(Given records)

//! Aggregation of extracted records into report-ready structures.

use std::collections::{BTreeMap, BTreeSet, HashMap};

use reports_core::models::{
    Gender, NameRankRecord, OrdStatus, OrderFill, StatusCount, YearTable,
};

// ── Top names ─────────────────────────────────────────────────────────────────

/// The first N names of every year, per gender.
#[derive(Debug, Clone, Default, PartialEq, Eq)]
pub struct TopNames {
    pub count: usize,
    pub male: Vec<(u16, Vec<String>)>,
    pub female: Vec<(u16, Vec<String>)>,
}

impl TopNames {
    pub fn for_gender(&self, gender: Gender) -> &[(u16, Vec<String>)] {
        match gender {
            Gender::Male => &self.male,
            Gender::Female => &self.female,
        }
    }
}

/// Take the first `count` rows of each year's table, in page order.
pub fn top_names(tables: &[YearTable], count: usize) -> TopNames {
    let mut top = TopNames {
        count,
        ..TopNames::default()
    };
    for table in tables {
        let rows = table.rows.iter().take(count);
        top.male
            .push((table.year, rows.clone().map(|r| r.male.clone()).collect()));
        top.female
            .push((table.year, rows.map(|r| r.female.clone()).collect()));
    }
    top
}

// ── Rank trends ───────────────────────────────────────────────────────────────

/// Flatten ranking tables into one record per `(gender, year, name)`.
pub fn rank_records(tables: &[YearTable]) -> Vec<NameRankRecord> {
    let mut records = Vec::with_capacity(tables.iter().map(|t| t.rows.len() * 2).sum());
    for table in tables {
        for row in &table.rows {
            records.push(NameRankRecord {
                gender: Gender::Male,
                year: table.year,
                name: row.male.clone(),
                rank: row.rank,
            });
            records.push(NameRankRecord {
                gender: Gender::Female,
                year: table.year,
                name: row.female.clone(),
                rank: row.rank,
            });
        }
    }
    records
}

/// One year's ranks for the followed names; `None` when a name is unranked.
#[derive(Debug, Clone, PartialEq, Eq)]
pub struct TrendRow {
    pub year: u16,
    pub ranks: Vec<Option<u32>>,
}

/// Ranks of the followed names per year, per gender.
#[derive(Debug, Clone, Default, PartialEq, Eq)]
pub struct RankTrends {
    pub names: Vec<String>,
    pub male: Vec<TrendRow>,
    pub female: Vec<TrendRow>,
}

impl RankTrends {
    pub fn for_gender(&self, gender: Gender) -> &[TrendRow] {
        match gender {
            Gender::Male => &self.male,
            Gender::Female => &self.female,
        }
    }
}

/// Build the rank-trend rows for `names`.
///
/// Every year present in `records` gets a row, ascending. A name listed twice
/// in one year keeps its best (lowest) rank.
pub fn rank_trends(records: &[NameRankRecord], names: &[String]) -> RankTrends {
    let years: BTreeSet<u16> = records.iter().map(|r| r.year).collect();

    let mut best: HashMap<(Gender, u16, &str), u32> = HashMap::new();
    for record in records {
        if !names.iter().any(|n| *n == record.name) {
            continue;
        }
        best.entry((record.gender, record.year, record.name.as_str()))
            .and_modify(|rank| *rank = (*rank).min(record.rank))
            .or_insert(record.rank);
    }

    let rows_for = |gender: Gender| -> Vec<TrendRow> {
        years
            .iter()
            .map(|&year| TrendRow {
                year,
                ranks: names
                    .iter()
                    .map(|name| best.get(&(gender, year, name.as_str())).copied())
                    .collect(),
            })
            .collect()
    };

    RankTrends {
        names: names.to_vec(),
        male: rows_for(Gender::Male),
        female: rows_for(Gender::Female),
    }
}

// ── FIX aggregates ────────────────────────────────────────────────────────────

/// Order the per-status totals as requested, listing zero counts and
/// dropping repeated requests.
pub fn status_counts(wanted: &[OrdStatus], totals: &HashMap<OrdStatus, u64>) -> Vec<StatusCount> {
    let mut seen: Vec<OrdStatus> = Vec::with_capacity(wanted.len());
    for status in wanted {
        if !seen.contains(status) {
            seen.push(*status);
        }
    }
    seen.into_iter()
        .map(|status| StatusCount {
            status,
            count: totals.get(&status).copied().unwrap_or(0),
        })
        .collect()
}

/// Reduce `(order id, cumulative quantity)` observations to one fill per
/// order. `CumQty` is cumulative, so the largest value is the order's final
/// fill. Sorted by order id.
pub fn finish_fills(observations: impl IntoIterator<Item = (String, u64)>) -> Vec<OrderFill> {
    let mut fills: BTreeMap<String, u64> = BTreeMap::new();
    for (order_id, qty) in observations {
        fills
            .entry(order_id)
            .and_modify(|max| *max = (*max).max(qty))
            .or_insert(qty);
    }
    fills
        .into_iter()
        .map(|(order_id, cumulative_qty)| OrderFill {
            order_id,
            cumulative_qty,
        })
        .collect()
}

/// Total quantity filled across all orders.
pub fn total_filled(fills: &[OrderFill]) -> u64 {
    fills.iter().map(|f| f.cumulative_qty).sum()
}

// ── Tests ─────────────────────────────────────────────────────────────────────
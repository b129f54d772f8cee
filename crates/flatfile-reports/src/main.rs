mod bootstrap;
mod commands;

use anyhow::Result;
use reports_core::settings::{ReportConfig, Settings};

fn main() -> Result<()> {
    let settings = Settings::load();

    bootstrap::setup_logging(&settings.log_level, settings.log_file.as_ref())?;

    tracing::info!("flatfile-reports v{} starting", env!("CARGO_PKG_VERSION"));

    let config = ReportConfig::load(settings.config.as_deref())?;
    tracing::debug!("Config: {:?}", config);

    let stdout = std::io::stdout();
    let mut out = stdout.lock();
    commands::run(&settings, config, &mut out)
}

(End Given records)

= Aim of the exercise =
What is needed is the number of lines in the entries that contain the word "HashMap", written alone.

= Reply to the task =
3